→ WHAT THIS TASK INVOLVES:
Quote verbatim the span of lines that begins the listing below and closes with the line containing "its 8-byte alignment.".

→ EXTRACTED DATA:
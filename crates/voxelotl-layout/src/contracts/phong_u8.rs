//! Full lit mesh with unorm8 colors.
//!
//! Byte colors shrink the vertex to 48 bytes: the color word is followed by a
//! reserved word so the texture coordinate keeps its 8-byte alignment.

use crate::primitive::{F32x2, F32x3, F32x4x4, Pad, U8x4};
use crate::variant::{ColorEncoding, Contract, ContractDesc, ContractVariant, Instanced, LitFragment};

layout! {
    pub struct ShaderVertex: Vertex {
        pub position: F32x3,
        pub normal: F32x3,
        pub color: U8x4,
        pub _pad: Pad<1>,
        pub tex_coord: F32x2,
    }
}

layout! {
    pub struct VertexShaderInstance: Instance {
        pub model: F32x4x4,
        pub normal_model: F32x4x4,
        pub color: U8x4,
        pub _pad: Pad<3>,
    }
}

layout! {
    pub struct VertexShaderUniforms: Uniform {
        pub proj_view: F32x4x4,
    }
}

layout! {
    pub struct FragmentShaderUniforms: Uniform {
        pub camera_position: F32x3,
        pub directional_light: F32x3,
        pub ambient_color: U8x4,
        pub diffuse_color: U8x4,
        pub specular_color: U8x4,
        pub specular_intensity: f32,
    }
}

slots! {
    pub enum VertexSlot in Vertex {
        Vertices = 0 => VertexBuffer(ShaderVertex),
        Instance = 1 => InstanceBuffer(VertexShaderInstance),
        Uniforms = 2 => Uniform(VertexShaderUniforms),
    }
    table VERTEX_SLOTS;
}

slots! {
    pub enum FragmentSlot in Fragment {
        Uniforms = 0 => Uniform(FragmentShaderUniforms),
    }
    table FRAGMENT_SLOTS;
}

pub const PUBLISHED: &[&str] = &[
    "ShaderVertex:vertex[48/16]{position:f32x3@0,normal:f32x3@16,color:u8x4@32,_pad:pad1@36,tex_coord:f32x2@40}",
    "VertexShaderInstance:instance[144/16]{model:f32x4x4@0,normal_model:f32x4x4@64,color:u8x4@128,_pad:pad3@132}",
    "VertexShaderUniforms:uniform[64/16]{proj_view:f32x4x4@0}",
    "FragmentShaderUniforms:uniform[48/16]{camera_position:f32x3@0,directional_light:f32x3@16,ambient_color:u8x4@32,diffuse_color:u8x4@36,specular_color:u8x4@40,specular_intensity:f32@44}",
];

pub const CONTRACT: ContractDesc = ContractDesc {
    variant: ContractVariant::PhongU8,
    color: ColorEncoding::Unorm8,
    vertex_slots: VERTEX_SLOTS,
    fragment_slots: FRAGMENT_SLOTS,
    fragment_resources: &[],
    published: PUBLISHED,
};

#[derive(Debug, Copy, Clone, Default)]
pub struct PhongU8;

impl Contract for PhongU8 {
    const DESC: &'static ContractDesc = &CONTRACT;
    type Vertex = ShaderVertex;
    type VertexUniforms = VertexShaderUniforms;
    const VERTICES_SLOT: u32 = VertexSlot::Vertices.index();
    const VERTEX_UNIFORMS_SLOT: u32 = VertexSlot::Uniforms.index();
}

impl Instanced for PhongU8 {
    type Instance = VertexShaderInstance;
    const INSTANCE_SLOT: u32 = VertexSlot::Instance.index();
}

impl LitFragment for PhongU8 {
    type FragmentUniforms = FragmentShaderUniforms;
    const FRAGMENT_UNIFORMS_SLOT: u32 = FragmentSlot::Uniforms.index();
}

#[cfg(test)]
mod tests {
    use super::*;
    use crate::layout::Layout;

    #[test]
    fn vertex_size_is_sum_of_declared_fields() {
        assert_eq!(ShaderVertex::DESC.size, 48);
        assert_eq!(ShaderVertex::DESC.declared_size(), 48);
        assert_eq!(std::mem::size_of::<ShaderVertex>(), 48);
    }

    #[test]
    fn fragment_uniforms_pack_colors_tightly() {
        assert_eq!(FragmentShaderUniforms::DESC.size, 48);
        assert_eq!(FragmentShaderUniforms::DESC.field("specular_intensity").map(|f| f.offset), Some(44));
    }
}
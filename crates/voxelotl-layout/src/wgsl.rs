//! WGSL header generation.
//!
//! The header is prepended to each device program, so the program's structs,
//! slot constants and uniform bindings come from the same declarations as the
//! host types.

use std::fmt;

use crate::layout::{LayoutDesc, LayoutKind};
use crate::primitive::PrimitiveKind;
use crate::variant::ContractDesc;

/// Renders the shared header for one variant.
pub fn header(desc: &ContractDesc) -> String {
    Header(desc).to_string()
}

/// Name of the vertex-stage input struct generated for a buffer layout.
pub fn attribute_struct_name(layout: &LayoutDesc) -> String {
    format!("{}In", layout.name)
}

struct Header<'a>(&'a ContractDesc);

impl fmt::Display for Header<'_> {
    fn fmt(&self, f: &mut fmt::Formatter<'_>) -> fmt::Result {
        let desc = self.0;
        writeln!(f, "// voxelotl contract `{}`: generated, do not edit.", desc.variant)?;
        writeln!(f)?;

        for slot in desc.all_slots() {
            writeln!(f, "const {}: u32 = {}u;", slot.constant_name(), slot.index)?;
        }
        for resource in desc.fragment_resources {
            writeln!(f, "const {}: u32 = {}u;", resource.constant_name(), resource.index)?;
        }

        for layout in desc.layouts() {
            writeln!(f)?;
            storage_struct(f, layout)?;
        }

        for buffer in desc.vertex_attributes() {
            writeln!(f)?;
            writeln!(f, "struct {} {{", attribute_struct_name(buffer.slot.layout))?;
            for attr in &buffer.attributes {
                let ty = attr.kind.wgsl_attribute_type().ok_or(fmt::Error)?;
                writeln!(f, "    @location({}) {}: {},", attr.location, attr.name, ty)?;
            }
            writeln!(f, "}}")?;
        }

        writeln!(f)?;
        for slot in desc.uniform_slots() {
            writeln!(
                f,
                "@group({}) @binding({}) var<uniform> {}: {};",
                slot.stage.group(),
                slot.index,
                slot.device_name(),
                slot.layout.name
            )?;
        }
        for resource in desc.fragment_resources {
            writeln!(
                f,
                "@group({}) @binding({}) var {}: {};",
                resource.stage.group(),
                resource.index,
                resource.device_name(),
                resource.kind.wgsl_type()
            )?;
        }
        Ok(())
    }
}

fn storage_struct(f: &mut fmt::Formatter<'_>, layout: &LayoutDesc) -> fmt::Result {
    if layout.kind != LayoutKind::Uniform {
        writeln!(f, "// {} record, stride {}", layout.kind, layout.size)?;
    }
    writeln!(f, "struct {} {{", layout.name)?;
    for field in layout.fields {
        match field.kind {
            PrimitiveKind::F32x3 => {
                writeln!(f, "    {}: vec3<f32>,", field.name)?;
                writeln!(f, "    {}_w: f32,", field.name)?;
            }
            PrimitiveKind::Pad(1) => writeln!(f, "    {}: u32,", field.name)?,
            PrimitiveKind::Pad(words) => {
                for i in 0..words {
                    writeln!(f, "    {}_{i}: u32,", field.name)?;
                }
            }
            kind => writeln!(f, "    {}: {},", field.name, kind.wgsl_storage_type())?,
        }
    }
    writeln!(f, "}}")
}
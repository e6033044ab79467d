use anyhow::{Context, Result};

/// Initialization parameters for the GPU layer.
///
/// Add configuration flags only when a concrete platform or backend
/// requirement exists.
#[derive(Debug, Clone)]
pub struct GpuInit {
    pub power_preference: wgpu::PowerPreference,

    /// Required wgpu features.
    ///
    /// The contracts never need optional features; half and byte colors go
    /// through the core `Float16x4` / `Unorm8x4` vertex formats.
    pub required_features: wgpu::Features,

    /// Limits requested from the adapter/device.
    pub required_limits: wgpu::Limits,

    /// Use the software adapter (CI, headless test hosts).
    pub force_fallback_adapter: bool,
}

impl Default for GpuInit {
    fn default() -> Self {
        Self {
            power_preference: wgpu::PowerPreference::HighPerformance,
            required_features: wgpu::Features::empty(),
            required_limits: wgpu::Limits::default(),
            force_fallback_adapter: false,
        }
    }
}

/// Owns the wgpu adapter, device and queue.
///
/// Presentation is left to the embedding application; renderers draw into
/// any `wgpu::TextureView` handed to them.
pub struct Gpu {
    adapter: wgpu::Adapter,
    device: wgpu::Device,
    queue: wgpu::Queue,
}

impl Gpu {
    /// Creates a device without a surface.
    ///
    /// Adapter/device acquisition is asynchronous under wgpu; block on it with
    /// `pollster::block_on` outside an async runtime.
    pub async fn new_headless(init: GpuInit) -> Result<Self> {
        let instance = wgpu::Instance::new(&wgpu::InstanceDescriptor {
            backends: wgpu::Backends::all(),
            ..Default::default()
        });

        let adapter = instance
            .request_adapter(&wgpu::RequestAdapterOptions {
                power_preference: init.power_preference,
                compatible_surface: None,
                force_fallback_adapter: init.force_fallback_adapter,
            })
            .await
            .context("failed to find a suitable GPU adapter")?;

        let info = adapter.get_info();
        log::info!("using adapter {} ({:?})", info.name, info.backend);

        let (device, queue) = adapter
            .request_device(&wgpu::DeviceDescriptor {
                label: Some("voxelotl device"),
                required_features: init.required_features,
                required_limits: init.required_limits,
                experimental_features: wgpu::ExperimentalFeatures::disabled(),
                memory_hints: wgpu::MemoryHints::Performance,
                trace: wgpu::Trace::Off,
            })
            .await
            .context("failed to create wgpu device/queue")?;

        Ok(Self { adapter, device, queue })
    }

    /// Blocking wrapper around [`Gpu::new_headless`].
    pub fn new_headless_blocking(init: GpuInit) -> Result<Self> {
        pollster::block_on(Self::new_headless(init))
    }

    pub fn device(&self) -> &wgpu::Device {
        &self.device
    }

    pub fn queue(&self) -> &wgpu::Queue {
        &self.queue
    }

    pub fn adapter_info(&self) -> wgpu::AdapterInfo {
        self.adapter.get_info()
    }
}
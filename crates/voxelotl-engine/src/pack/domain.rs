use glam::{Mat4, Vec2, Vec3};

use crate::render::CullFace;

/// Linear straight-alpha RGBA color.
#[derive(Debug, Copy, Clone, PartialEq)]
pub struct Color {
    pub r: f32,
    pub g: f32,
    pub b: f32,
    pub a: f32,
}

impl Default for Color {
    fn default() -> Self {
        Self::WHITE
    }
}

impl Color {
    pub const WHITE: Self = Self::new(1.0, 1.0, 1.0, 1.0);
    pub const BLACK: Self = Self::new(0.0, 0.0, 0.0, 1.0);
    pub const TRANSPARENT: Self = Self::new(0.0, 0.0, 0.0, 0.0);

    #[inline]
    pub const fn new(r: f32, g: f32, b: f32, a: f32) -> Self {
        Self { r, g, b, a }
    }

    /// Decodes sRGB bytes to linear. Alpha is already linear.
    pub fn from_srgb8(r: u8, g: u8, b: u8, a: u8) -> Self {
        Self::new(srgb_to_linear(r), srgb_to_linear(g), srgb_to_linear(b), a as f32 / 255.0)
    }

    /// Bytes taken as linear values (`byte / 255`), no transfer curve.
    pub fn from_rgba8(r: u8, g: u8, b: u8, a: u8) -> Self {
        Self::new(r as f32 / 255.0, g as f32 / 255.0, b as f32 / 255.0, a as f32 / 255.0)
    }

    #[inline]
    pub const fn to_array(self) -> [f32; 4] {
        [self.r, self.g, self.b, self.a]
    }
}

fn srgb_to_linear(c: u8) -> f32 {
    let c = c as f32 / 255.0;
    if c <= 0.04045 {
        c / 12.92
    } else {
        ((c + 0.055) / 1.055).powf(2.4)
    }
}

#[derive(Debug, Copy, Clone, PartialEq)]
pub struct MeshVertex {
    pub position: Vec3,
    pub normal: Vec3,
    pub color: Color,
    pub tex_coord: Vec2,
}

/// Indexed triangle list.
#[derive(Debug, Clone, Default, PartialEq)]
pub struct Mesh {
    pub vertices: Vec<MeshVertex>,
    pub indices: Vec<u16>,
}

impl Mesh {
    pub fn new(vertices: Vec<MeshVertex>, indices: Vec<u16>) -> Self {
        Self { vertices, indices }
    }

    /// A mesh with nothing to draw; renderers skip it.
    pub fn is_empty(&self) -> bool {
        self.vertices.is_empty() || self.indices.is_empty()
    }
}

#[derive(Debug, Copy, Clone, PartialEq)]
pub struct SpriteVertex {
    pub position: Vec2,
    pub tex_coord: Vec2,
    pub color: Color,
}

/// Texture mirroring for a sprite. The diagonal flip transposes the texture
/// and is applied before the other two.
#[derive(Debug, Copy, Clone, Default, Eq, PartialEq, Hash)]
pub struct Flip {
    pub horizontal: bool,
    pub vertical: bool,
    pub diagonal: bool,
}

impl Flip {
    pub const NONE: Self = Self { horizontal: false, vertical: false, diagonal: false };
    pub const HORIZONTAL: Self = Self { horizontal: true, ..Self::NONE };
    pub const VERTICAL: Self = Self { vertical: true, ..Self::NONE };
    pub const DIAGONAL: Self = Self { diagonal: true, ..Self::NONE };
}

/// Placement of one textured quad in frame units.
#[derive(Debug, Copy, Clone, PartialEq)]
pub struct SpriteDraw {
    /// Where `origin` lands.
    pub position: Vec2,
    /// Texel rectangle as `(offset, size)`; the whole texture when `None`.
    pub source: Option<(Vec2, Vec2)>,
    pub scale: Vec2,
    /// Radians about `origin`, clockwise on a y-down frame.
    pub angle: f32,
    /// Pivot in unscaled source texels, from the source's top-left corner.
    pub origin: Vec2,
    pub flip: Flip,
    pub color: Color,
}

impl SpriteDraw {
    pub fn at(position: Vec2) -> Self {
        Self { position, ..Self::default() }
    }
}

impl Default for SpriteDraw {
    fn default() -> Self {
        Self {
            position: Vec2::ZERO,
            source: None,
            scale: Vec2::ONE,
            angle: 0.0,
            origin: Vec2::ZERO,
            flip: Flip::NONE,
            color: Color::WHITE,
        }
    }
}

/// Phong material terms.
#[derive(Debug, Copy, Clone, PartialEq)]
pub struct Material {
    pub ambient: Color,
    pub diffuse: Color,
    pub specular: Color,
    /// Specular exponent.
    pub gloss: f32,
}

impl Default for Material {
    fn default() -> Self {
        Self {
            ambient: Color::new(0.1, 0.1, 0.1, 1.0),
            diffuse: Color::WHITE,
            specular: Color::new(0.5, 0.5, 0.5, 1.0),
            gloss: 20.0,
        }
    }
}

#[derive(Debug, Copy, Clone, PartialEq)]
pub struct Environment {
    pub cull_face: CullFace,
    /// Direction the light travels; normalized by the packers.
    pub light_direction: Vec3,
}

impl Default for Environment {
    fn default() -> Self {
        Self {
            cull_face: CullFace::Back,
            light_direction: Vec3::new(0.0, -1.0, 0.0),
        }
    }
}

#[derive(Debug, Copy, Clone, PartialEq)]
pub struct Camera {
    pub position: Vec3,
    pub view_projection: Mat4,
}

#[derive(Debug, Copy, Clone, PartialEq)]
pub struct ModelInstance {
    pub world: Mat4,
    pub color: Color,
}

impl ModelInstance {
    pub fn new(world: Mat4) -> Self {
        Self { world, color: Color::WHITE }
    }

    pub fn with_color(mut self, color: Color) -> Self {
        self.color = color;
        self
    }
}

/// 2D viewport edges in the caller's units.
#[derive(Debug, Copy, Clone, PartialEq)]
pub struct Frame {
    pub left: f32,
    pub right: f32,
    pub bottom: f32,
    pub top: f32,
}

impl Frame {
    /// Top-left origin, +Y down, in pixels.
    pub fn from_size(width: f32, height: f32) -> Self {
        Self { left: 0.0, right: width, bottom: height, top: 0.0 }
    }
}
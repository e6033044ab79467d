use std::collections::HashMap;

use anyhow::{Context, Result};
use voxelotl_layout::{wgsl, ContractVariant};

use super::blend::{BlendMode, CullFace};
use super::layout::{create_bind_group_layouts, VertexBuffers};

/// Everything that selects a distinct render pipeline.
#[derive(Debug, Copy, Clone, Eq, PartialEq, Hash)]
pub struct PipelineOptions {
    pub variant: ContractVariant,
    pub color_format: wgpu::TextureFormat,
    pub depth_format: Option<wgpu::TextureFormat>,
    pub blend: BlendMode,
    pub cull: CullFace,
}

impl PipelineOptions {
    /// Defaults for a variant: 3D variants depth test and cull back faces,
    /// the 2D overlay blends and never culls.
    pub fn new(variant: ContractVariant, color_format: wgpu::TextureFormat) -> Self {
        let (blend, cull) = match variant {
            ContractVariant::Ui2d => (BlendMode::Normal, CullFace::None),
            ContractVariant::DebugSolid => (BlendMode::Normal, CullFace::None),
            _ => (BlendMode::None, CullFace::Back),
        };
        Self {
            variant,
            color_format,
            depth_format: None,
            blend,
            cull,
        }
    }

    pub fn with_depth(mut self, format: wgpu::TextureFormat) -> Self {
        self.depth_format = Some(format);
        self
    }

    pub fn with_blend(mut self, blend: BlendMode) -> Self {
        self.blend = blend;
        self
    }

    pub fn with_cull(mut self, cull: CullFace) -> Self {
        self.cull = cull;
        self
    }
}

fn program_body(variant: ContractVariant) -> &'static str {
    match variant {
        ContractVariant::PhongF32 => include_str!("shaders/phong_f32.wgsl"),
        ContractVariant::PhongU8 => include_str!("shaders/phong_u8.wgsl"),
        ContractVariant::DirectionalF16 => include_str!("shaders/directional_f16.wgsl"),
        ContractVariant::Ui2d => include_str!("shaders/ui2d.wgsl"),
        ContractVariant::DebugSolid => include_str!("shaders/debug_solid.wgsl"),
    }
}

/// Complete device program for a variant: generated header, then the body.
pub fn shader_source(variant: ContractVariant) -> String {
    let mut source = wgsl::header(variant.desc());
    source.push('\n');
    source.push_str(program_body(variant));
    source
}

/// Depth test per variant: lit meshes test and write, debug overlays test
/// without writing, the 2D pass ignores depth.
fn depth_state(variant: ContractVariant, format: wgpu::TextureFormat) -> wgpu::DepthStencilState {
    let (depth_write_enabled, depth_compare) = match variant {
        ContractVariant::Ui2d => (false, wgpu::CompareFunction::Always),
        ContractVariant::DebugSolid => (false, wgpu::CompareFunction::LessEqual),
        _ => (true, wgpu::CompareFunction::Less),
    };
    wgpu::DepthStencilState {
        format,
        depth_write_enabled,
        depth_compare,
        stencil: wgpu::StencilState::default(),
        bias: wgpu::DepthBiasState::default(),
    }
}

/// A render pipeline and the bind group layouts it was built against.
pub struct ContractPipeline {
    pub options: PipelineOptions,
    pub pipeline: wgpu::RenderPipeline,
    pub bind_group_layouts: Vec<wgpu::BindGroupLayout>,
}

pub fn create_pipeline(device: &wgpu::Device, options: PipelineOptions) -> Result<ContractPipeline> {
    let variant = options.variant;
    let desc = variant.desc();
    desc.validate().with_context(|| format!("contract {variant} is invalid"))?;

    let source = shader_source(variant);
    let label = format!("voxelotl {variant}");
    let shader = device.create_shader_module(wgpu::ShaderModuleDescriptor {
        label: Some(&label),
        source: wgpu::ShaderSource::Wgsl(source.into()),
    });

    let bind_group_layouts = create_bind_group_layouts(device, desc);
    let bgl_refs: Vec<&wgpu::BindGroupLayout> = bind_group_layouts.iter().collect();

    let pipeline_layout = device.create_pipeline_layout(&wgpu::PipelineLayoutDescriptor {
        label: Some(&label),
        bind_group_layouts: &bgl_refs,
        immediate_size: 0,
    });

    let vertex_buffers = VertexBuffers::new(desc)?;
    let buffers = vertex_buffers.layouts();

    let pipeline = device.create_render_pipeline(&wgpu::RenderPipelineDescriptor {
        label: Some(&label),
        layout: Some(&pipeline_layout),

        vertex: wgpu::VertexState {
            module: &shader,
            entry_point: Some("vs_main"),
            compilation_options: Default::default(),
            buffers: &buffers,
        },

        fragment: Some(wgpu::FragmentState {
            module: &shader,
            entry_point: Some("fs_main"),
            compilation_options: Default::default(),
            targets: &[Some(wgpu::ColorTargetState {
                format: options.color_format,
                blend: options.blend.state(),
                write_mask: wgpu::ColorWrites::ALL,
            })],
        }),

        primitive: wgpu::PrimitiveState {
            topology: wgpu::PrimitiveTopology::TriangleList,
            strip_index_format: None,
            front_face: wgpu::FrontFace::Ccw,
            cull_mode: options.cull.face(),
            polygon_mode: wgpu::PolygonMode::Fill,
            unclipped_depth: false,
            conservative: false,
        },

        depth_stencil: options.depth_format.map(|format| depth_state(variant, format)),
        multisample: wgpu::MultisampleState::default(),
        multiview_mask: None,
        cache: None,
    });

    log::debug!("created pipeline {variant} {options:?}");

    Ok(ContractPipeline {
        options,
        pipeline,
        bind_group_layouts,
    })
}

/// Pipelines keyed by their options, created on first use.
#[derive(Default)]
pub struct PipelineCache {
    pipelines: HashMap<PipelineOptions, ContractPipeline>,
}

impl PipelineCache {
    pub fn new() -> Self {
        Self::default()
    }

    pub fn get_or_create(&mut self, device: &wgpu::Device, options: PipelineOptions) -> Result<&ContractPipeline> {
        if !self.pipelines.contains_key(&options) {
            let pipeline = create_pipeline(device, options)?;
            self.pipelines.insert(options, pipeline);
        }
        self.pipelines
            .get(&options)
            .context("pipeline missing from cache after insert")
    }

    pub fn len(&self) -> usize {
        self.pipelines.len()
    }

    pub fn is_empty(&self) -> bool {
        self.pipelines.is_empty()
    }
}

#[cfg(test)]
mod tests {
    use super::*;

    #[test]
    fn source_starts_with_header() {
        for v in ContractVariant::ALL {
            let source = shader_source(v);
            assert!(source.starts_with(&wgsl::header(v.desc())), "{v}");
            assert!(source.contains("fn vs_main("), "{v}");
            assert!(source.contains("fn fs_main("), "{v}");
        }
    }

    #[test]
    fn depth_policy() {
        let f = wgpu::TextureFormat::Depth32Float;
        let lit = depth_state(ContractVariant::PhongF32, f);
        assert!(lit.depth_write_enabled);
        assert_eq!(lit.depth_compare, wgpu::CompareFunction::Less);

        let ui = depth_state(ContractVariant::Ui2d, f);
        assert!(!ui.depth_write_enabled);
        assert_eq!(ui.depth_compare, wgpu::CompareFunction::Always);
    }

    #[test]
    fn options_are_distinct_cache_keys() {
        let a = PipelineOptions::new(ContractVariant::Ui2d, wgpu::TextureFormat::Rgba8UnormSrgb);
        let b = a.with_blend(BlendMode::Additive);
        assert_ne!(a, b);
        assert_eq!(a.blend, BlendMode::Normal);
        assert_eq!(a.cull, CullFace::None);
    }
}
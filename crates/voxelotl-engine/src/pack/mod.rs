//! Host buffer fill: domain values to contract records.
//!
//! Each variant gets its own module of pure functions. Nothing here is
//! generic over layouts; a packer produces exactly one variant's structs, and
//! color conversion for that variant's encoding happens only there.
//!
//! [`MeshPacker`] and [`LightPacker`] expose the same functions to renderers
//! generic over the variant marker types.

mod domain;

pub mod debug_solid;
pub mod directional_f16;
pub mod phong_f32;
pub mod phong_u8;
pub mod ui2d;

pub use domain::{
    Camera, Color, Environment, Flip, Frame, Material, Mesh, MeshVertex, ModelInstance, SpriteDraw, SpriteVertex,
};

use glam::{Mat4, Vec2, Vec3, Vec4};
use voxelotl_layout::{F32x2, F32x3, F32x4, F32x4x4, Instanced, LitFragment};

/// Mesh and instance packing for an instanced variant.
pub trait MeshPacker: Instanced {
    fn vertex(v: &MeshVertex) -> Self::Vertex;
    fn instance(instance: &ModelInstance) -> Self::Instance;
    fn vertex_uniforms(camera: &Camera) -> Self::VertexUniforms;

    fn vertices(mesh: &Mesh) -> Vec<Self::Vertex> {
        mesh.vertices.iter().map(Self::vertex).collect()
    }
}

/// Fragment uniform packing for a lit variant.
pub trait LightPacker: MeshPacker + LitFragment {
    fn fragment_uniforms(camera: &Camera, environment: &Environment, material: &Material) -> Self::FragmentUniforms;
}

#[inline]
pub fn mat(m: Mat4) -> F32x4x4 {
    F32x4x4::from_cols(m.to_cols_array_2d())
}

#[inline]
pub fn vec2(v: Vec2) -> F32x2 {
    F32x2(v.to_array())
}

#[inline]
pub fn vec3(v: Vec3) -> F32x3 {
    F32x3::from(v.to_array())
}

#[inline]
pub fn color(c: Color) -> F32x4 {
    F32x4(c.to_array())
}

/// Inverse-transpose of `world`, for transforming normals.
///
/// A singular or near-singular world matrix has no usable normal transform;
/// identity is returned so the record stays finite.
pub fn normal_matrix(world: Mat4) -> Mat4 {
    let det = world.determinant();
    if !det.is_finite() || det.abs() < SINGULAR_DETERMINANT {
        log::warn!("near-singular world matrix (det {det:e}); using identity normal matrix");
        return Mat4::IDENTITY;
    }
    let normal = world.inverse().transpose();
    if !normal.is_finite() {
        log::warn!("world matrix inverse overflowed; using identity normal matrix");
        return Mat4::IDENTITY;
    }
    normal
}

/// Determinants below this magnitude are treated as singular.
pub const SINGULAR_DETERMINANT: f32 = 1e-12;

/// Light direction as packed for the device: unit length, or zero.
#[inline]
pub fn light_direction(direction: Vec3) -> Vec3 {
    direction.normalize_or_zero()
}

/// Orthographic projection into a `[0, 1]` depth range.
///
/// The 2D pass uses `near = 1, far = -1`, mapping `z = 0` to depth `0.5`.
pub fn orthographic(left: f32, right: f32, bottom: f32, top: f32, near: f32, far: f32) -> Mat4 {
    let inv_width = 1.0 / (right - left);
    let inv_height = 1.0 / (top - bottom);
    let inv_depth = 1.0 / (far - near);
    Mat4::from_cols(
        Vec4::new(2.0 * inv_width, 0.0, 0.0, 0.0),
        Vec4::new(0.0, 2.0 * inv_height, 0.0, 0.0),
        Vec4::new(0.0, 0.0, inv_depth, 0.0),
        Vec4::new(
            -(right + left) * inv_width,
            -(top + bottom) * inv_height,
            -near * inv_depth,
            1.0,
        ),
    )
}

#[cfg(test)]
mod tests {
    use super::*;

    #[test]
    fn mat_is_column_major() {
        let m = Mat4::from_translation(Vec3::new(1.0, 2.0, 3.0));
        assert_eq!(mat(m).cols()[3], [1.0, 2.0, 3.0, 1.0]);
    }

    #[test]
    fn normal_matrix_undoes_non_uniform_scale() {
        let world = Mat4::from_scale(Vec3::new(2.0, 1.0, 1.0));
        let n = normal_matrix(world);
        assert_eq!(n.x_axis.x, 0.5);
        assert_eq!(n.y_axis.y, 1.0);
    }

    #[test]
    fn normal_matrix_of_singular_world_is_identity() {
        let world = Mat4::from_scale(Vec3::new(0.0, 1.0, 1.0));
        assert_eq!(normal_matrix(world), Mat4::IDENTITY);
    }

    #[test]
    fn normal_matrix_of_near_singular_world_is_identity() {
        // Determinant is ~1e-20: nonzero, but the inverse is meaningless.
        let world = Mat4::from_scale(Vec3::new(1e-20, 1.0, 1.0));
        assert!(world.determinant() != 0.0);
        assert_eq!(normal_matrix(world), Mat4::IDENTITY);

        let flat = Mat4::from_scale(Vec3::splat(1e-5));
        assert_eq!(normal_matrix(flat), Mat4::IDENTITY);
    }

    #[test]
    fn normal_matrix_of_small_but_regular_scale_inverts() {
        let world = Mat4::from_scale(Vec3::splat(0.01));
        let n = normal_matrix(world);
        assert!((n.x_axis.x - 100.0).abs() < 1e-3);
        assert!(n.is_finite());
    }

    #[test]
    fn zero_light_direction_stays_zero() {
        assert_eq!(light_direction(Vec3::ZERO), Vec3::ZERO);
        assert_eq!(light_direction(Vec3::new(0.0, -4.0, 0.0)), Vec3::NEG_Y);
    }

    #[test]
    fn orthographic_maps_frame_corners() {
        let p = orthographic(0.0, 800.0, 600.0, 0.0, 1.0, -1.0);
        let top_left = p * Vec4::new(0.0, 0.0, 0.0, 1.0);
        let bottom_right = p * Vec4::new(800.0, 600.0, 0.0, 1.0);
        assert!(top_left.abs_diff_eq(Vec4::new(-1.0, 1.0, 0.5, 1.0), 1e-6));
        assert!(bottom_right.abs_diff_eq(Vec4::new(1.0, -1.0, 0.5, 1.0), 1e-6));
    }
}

→ RESPONSE AREA:
filename crates/voxelotl-layout/src/contracts/phong_u8.rs
//! Full lit mesh with unorm8 colors.
//!
//! Byte colors shrink the vertex to 48 bytes: the color word is followed by a
//! reserved word so the texture coordinate keeps its 8-byte alignment.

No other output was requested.